The Report explores “the idea that what makes the best family businesses different in their pursuit of success” can be looked at through their stewardship of four types of capital:

  • Family Capital – an attachment to their businesses that goes beyond a mere financial relationship. There is a personal identification between the owners and the business. The family becomes a powerful means of transmitting vision and values across generations creating a legacy of purpose and values. As a result the business can have a clear identity and personality.
  • People Capital – the strength of knowledge, skills, behaviours, energy, loyalty and commitment which exist within the non-family members of a family business. The people who work in a family business often appear to feel a stronger identification with it, a sense of belonging which can be reinforced by relationships which can outlast a single generation.
  • Financial Capital – prudence combined with a sense of financial responsibility towards future generations. This can be manifested in dividend restraint or ambitious investment timescales rarely envisaged by other forms of business. Another benefit is a greater freedom of the owners and boards to define success in their own terms.
  • Social Capital – the trust and reciprocity embedded in relationships through which is grown a deep and enduring link between the business and all those around it, to the mutual advantage of all concerned.”

The Report suggests that “a focus on [these] four principles can result in stronger stewardship of the family business and open the way to better overall performance in financial and other terms”.
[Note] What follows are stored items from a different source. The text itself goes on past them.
use async_trait::async_trait;
use futures::{Stream, StreamExt};
use schemars::JsonSchema;
use serde::de::{self, MapAccess, Visitor};
use serde::{Deserialize, Deserializer, Serialize};
use serde_json::{Map, Value};
use std::collections::HashMap;
use std::fmt;
use std::pin::Pin;

use crate::error::BackendError;
use crate::pricing::ModelPricing;
use crate::{ToolCall, Usage};

pub mod conversation;

pub use conversation::{Conversation, InvariantViolation};

/// Role of a participant in a chat conversation.
#[derive(Debug, Clone, Copy, PartialEq, Eq, Serialize, Deserialize)]
#[serde(rename_all = "snake_case")]
pub enum ChatRole {
    /// Instructions that frame the whole conversation
    System,
    /// The human participant
    User,
    /// The model
    Assistant,
    /// A tool answering an assistant tool call
    Tool,
}

/// A single message in a chat conversation.
///
/// Assistant messages may carry the tool calls the model requested; tool
/// messages answer exactly one of those calls by id.
#[derive(Debug, Clone, Serialize, Deserialize, PartialEq)]
#[serde(tag = "role", rename_all = "snake_case")]
pub enum ChatMessage {
    System {
        content: String,
    },
    User {
        content: String,
        /// Image URLs attached to the message. Backends without vision
        /// support fail with [`BackendError::ImagesUnsupported`].
        #[serde(default, skip_serializing_if = "Vec::is_empty")]
        images: Vec<String>,
    },
    Assistant {
        content: String,
        #[serde(default, skip_serializing_if = "Vec::is_empty")]
        tool_calls: Vec<ToolCall>,
    },
    #[serde(rename = "tool")]
    ToolResult {
        /// Id of the assistant tool call this message answers.
        tool_call_id: String,
        /// Name of the invoked tool.
        name: String,
        /// Arguments the tool was invoked with (after hook mutation).
        arguments: Map<String, Value>,
        /// The value the tool returned.
        content: Value,
    },
}

impl ChatMessage {
    pub fn system(content: impl Into<String>) -> Self {
        ChatMessage::System {
            content: content.into(),
        }
    }

    pub fn user(content: impl Into<String>) -> Self {
        ChatMessage::User {
            content: content.into(),
            images: Vec::new(),
        }
    }

    pub fn assistant(content: impl Into<String>) -> Self {
        ChatMessage::Assistant {
            content: content.into(),
            tool_calls: Vec::new(),
        }
    }

    pub fn assistant_with_tools(content: impl Into<String>, tool_calls: Vec<ToolCall>) -> Self {
        ChatMessage::Assistant {
            content: content.into(),
            tool_calls,
        }
    }

    pub fn role(&self) -> ChatRole {
        match self {
            ChatMessage::System { .. } => ChatRole::System,
            ChatMessage::User { .. } => ChatRole::User,
            ChatMessage::Assistant { .. } => ChatRole::Assistant,
            ChatMessage::ToolResult { .. } => ChatRole::Tool,
        }
    }

    /// The textual content of the message; tool results render their value.
    pub fn content_text(&self) -> String {
        match self {
            ChatMessage::System { content }
            | ChatMessage::User { content, .. }
            | ChatMessage::Assistant { content, .. } => content.clone(),
            ChatMessage::ToolResult { content, .. } => match content {
                Value::String(s) => s.clone(),
                other => other.to_string(),
            },
        }
    }
}

/// Per-call tunables understood by backends.
///
/// All fields are optional; `None` means "backend default". Options overlay
/// by pointwise rightward override via [`BackendOptions::merge`].
#[derive(Debug, Clone, Default, PartialEq, Serialize, Deserialize)]
pub struct BackendOptions {
    /// Upper bound on completion tokens for a single response.
    pub max_tokens: Option<u32>,
    pub temperature: Option<f64>,
    pub top_p: Option<f64>,
    /// Stop sequences.
    pub stop: Option<Vec<String>>,
    /// Force the response to be valid JSON.
    pub json_mode: Option<bool>,
    /// JSON schema the response must conform to.
    pub output_schema: Option<Value>,
}

impl BackendOptions {
    /// Overlay `other` on top of `self`: fields set on `other` win.
    pub fn merge(&self, other: &BackendOptions) -> BackendOptions {
        BackendOptions {
            max_tokens: other.max_tokens.or(self.max_tokens),
            temperature: other.temperature.or(self.temperature),
            top_p: other.top_p.or(self.top_p),
            stop: other.stop.clone().or_else(|| self.stop.clone()),
            json_mode: other.json_mode.or(self.json_mode),
            output_schema: other
                .output_schema
                .clone()
                .or_else(|| self.output_schema.clone()),
        }
    }
}

/// Schema of a tool as passed to the backend: name, description and a
/// JSON-Schema-like parameters object.
#[derive(Debug, Clone, Serialize, Deserialize, JsonSchema, PartialEq)]
pub struct ToolSchema {
    pub name: String,
    pub description: String,
    pub parameters: Value,
}

/// Tool choice determines how the model uses available tools.
/// The behavior is standardized across backends.
#[derive(Debug, Clone, Default, PartialEq)]
pub enum ToolChoice {
    /// Model can use any tool, and may elect to use none.
    #[default]
    Auto,
    /// Explicitly disables the use of tools.
    None,
    /// Model must use at least one tool (it decides which).
    Required,
    /// Model must use the named tool and only that tool.
    Tool(String),
}

impl Serialize for ToolChoice {
    fn serialize<S>(&self, serializer: S) -> Result<S::Ok, S::Error>
    where
        S: serde::Serializer,
    {
        match self {
            ToolChoice::Auto => serializer.serialize_str("auto"),
            ToolChoice::None => serializer.serialize_str("none"),
            ToolChoice::Required => serializer.serialize_str("required"),
            ToolChoice::Tool(name) => {
                use serde::ser::SerializeMap;

                // {"type": "function", "function": {"name": ...}}
                let mut map = serializer.serialize_map(Some(2))?;
                map.serialize_entry("type", "function")?;
                let mut function_obj = HashMap::new();
                function_obj.insert("name", name.as_str());
                map.serialize_entry("function", &function_obj)?;
                map.end()
            }
        }
    }
}

impl<'de> Deserialize<'de> for ToolChoice {
    fn deserialize<D>(deserializer: D) -> Result<Self, D::Error>
    where
        D: Deserializer<'de>,
    {
        struct ToolChoiceVisitor;

        impl<'de> Visitor<'de> for ToolChoiceVisitor {
            type Value = ToolChoice;

            fn expecting(&self, formatter: &mut fmt::Formatter) -> fmt::Result {
                formatter.write_str(
                    "a string (`auto`, `none`, `required`) or an object `{ type: \"function\", function: { name: ... } }`",
                )
            }

            fn visit_str<E>(self, value: &str) -> Result<Self::Value, E>
            where
                E: de::Error,
            {
                match value {
                    "auto" => Ok(ToolChoice::Auto),
                    "none" => Ok(ToolChoice::None),
                    "required" => Ok(ToolChoice::Required),
                    other => Err(de::Error::unknown_variant(
                        other,
                        &["auto", "none", "required"],
                    )),
                }
            }

            fn visit_map<M>(self, mut map: M) -> Result<Self::Value, M::Error>
            where
                M: MapAccess<'de>,
            {
                let mut seen_name: Option<String> = None;

                while let Some(key) = map.next_key::<String>()? {
                    match key.as_str() {
                        "type" => {
                            let t: String = map.next_value()?;
                            if t != "function" {
                                return Err(de::Error::invalid_value(
                                    de::Unexpected::Str(&t),
                                    &"function",
                                ));
                            }
                        }
                        "function" => {
                            let func_map: Map<String, Value> = map.next_value()?;
                            if let Some(Value::String(name)) = func_map.get("name") {
                                seen_name = Some(name.clone());
                            } else {
                                return Err(de::Error::missing_field("name"));
                            }
                        }
                        _ => {
                            let _ignored: Value = map.next_value()?;
                        }
                    }
                }

                let name = seen_name.ok_or_else(|| de::Error::missing_field("function"))?;
                Ok(ToolChoice::Tool(name))
            }
        }

        deserializer.deserialize_any(ToolChoiceVisitor)
    }
}

/// One chunk of a streaming response.
#[derive(Debug, Clone, Serialize, Deserialize, PartialEq)]
#[serde(rename_all = "snake_case")]
pub enum ChunkEvent {
    /// Text content delta
    Text(String),
    /// Reasoning/thinking delta
    Reasoning(String),
    /// A tool call block started (id and name are known, arguments follow)
    ToolCallStart { id: String, name: String },
    /// Partial JSON for a tool call's arguments
    ToolCallDelta { id: String, partial_json: String },
    /// Complete tool call with parsed arguments
    ToolCall(ToolCall),
    /// Token accounting; the final non-error chunk of a response
    Usage(Usage),
}

/// Buffers fragmented tool-call deltas and emits one complete [`ToolCall`]
/// per id once the accumulated arguments parse as a JSON object.
#[derive(Debug, Default)]
pub struct ToolCallAssembler {
    pending: HashMap<String, PendingCall>,
}

#[derive(Debug)]
struct PendingCall {
    name: String,
    buffer: String,
}

impl ToolCallAssembler {
    pub fn new() -> Self {
        Self::default()
    }

    /// Register the start of a tool call block.
    pub fn start(&mut self, id: impl Into<String>, name: impl Into<String>) {
        self.pending.insert(
            id.into(),
            PendingCall {
                name: name.into(),
                buffer: String::new(),
            },
        );
    }

    /// Append an argument fragment. Returns the assembled call once the
    /// buffered fragments form a complete JSON object.
    pub fn push_delta(&mut self, id: &str, fragment: &str) -> Option<ToolCall> {
        let pending = self.pending.get_mut(id)?;
        pending.buffer.push_str(fragment);
        let arguments: Map<String, Value> = serde_json::from_str(&pending.buffer).ok()?;
        let pending = self.pending.remove(id)?;
        Some(ToolCall::function(id, pending.name, arguments))
    }

    /// Flush a call whose argument stream ended; an empty buffer counts as `{}`.
    pub fn finish(&mut self, id: &str) -> Option<ToolCall> {
        let pending = self.pending.remove(id)?;
        let arguments: Map<String, Value> = if pending.buffer.is_empty() {
            Map::new()
        } else {
            serde_json::from_str(&pending.buffer).ok()?
        };
        Some(ToolCall::function(id, pending.name, arguments))
    }

    pub fn is_empty(&self) -> bool {
        self.pending.is_empty()
    }
}

/// A structured, non-streaming backend response.
#[derive(Debug, Clone, Default, Serialize, Deserialize)]
pub struct BackendResponse {
    /// The text completion.
    pub content: String,
    /// Tool calls the model requested, if any.
    #[serde(default)]
    pub tool_calls: Vec<ToolCall>,
    /// Reasoning trace, when the backend exposes one.
    #[serde(default)]
    pub reasoning: Option<String>,
    /// Token accounting for this response.
    #[serde(default)]
    pub usage: Usage,
    /// Provider-specific metadata bag.
    #[serde(default)]
    pub metadata: Map<String, Value>,
}

/// A lazily produced sequence of response chunks.
pub type ChunkStream = Pin<Box<dyn Stream<Item = Result<ChunkEvent, BackendError>> + Send>>;

/// Uniform interface over heterogeneous chat backends.
///
/// Implementations must uphold the streaming contract: within one response,
/// text chunks preserve generation order, complete tool calls follow any text
/// they succeed in the underlying stream, and the `Usage` chunk appears
/// exactly once as the final non-error chunk.
#[async_trait]
pub trait ChatBackend: Send + Sync {
    /// Single-shot generation.
    ///
    /// The default implementation drains [`ChatBackend::generate_stream`]
    /// and assembles the chunks into a [`BackendResponse`].
    async fn generate(
        &self,
        conversation: &Conversation,
        options: &BackendOptions,
        tools: Option<&[ToolSchema]>,
        tool_choice: Option<&ToolChoice>,
    ) -> Result<BackendResponse, BackendError> {
        let mut stream = self
            .generate_stream(conversation, options, tools, tool_choice)
            .await?;

        let mut response = BackendResponse::default();
        let mut reasoning = String::new();
        while let Some(chunk) = stream.next().await {
            match chunk? {
                ChunkEvent::Text(text) => response.content.push_str(&text),
                ChunkEvent::Reasoning(text) => reasoning.push_str(&text),
                ChunkEvent::ToolCall(call) => response.tool_calls.push(call),
                ChunkEvent::ToolCallStart { .. } | ChunkEvent::ToolCallDelta { .. } => {}
                ChunkEvent::Usage(usage) => response.usage = usage,
            }
        }
        if !reasoning.is_empty() {
            response.reasoning = Some(reasoning);
        }
        if response.content.is_empty() && response.tool_calls.is_empty() {
            return Err(BackendError::EmptyResponse);
        }
        Ok(response)
    }

    /// Streaming generation.
    async fn generate_stream(
        &self,
        conversation: &Conversation,
        options: &BackendOptions,
        tools: Option<&[ToolSchema]>,
        tool_choice: Option<&ToolChoice>,
    ) -> Result<ChunkStream, BackendError>;

    /// Approximate token count of a conversation.
    ///
    /// The default sums message content lengths; the only contract is that
    /// the value is monotonic in conversation growth.
    fn count_tokens(&self, conversation: &Conversation) -> u64 {
        conversation
            .messages()
            .iter()
            .map(|m| m.content_text().len() as u64)
            .sum()
    }

    /// Options applied when the caller supplies none.
    fn default_options(&self) -> BackendOptions {
        BackendOptions::default()
    }

    /// Unit prices for the configured model, when known.
    fn pricing(&self) -> Option<ModelPricing> {
        None
    }
}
Examples of stewardship in successful family businesses and an agenda for businesses

Each of these four types of capital is discussed in the Report using examples drawn from prominent family businesses, including Sand Aire, C&J Clark, SC Johnson, Samworth Brothers, Linney Group, Timpson, W.L. Gore and Associates, William Grant, Arco and Grosvenor.

The Report concludes with a set of questions to help family businesses consider the extent to which they act as stewards of their businesses and identify areas for improvement.  Those questions are based around four stages that follow the life course of a family business:

  1. Setting the course: attention to clarity of purpose, roles and relationships
    • “Good stewards set a course so that all those involved with the company know its purpose and their part in achieving this end…this will mean that boards work out carefully what they believe their mandate to be.”
  2. Driving performance: attention to performance and improvement
    • “…emphasises the need for ‘uncomfortable conversations’ which continually stimulate improved performance and capability. Without good stewardship, companies can become too lazy and slow to change and fall behind their competitors.”
  3. Sensing and shaping the landscape: attention to the wider world
    • “…the way the company anticipates, influences and deals with changes in its external environment.”
  4. Planting for the future: coherence over time
    • “…the need for consistency between short-term actions and long-term success.”

The questions associated with each of these stages form an agenda that should help boards, investors and outside observers judge the effectiveness of stewardship in a particular company.

*In 2008, UK family businesses employed more than any other organisational type, with 9.5 million people working in family businesses, compared with 7.5 million in FTSE companies and 2.8 million in private-equity owned firms.